• **Task prompt**:
From the records below, find each line with the string "text" and copy it.

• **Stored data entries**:
◇ ◇ ◇ ◇ ◇ ◇ ◇

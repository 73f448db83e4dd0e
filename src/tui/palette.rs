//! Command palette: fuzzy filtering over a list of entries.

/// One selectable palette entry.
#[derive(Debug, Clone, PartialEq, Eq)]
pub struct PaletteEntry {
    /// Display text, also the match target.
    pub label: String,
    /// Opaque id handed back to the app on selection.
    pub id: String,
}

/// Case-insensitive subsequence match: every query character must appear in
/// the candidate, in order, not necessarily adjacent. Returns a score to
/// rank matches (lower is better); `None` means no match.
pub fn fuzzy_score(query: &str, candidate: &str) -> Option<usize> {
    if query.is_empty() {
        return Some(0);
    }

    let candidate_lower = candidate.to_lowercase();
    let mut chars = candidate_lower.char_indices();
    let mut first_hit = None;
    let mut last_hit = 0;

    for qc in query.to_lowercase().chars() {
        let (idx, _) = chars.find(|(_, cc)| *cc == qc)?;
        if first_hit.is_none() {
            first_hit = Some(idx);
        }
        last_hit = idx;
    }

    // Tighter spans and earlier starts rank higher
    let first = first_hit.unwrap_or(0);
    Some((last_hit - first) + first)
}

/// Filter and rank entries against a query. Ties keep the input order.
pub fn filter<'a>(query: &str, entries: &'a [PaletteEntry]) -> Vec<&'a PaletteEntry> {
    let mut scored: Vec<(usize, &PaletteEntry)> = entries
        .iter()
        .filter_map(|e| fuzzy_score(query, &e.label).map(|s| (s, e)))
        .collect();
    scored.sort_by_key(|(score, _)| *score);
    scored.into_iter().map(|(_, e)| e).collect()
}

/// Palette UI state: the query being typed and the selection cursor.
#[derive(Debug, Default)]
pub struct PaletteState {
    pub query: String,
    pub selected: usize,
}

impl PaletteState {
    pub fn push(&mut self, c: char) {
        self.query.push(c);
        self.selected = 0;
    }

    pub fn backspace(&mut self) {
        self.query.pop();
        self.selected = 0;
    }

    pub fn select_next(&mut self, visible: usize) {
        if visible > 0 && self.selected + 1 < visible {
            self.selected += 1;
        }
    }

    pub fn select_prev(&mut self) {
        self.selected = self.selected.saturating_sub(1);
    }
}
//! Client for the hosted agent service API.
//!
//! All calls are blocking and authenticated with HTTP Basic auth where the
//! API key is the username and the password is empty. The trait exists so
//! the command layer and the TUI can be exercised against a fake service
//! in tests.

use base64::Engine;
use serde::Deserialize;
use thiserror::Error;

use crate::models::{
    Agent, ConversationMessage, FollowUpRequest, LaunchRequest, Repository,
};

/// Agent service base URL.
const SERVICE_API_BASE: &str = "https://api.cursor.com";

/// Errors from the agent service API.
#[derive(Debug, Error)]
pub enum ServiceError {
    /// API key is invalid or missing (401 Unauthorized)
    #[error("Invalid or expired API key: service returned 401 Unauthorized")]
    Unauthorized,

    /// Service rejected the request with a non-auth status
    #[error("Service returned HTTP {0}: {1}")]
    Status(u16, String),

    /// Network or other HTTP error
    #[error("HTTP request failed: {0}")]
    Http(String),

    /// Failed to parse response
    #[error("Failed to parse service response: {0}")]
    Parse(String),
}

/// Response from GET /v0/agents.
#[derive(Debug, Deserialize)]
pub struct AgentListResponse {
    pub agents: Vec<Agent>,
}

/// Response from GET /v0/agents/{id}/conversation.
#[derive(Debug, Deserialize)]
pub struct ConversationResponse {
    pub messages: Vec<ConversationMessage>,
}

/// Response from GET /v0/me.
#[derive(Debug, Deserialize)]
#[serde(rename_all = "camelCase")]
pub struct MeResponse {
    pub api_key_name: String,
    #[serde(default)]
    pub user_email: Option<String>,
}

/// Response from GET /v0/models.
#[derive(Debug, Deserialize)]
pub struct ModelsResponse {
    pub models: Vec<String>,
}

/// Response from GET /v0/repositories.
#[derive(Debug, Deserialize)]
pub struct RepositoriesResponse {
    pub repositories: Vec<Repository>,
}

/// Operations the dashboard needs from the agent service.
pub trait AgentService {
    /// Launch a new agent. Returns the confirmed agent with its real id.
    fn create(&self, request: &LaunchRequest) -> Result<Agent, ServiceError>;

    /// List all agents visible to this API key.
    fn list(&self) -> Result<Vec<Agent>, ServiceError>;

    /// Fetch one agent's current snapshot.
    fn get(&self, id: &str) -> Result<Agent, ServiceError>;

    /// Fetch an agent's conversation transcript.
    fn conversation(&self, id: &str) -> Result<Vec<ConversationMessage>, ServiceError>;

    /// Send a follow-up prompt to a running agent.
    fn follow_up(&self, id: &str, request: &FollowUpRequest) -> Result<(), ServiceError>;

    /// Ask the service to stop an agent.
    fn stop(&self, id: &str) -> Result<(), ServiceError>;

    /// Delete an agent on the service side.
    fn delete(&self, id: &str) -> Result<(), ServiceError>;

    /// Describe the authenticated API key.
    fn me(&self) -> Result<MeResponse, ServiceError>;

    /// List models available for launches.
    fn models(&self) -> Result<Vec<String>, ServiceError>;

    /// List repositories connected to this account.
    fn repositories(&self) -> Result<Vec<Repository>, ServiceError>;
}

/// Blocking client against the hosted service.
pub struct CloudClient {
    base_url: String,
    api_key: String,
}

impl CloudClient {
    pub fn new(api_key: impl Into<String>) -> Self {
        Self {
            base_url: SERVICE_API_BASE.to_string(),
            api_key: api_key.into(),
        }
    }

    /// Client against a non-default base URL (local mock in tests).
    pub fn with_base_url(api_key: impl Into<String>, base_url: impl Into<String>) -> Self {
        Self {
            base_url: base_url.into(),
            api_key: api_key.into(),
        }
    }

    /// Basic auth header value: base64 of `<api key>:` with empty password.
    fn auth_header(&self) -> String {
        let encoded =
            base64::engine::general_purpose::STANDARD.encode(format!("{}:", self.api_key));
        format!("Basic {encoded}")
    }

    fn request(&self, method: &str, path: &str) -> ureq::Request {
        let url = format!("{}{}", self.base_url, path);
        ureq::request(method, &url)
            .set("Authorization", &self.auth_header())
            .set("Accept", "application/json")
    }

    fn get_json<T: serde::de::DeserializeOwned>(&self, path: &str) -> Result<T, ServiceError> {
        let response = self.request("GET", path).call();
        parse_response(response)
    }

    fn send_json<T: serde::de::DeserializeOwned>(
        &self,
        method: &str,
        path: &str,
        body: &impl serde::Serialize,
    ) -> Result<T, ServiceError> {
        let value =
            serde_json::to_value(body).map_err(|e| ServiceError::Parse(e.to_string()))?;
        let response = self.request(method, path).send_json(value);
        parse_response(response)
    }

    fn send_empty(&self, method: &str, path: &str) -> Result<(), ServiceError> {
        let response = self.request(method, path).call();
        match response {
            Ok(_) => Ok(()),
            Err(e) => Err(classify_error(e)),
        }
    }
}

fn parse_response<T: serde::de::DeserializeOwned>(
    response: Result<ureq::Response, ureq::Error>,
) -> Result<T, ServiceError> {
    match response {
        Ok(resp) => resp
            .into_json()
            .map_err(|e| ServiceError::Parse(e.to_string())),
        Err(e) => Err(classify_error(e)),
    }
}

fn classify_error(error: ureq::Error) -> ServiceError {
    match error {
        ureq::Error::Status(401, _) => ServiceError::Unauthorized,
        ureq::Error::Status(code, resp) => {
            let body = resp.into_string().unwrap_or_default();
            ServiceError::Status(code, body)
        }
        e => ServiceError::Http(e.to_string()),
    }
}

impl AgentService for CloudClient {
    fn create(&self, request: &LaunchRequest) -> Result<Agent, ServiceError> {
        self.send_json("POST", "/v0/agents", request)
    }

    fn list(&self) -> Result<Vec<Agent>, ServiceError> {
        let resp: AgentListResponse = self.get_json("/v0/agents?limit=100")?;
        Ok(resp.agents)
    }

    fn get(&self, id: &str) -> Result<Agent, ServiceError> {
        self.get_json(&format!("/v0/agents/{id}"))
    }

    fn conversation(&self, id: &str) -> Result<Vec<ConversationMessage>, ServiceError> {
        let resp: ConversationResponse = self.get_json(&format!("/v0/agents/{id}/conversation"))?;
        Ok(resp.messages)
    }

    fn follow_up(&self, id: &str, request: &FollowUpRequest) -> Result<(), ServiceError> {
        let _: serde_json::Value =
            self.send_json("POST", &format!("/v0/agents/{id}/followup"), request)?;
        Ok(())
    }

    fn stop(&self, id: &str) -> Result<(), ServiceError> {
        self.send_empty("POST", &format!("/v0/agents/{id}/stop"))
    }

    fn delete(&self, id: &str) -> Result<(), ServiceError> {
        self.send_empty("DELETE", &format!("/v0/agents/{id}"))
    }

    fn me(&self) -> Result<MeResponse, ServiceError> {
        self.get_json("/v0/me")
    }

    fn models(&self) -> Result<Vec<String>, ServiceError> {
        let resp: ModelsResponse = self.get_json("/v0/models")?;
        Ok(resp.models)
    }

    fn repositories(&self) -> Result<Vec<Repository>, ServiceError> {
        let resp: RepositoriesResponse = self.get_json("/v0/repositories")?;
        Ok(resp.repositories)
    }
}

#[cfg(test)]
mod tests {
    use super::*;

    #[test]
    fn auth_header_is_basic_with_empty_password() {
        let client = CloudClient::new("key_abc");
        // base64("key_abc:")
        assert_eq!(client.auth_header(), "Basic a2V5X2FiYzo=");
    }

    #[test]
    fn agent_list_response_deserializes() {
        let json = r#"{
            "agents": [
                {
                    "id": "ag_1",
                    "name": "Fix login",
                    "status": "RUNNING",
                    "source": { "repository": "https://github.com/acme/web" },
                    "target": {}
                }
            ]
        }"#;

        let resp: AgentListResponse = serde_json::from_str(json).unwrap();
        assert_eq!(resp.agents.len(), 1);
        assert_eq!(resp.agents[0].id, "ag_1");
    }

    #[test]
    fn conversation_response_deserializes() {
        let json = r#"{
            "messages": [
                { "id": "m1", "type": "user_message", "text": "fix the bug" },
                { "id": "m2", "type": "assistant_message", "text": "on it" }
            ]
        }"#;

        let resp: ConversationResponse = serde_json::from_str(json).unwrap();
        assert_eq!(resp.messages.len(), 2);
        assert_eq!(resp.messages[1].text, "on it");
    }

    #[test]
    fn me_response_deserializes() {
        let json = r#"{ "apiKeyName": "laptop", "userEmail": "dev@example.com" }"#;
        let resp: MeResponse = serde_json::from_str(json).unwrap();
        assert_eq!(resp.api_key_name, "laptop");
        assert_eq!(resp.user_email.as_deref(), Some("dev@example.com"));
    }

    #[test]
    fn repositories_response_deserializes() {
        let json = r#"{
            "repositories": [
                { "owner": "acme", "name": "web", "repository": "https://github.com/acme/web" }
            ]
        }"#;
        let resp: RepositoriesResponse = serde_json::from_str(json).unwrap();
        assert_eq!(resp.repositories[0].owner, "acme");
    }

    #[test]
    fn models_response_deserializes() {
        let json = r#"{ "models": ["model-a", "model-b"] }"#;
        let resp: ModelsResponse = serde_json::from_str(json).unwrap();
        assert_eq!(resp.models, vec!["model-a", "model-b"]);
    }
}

◇ ◇ ◇ ◇ ◇ ◇ ◇

• **Exercise output**:
    /// Display text, also the match target.
                { "id": "m1", "type": "user_message", "text": "fix the bug" },
                { "id": "m2", "type": "assistant_message", "text": "on it" }
        assert_eq!(resp.messages[1].text, "on it");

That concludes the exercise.